— RECORDS FOR THE EXERCISE —
::::

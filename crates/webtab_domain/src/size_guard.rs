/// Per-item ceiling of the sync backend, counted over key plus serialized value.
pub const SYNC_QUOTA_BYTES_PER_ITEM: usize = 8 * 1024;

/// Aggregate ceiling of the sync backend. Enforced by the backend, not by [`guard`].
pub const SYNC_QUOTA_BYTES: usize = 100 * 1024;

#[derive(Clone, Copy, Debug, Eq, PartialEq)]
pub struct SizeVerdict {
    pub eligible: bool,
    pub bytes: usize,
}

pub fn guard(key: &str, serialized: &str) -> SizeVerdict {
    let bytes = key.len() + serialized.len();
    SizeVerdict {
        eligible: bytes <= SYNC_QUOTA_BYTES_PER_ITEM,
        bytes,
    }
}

::::

— HOW TO COMPLETE THIS TASK —
Whenever the word "SizeVerdict" appears in a line above, copy that line.

— EXERCISE SOLUTION —
pub struct SizeVerdict {
pub fn guard(key: &str, serialized: &str) -> SizeVerdict {
    SizeVerdict {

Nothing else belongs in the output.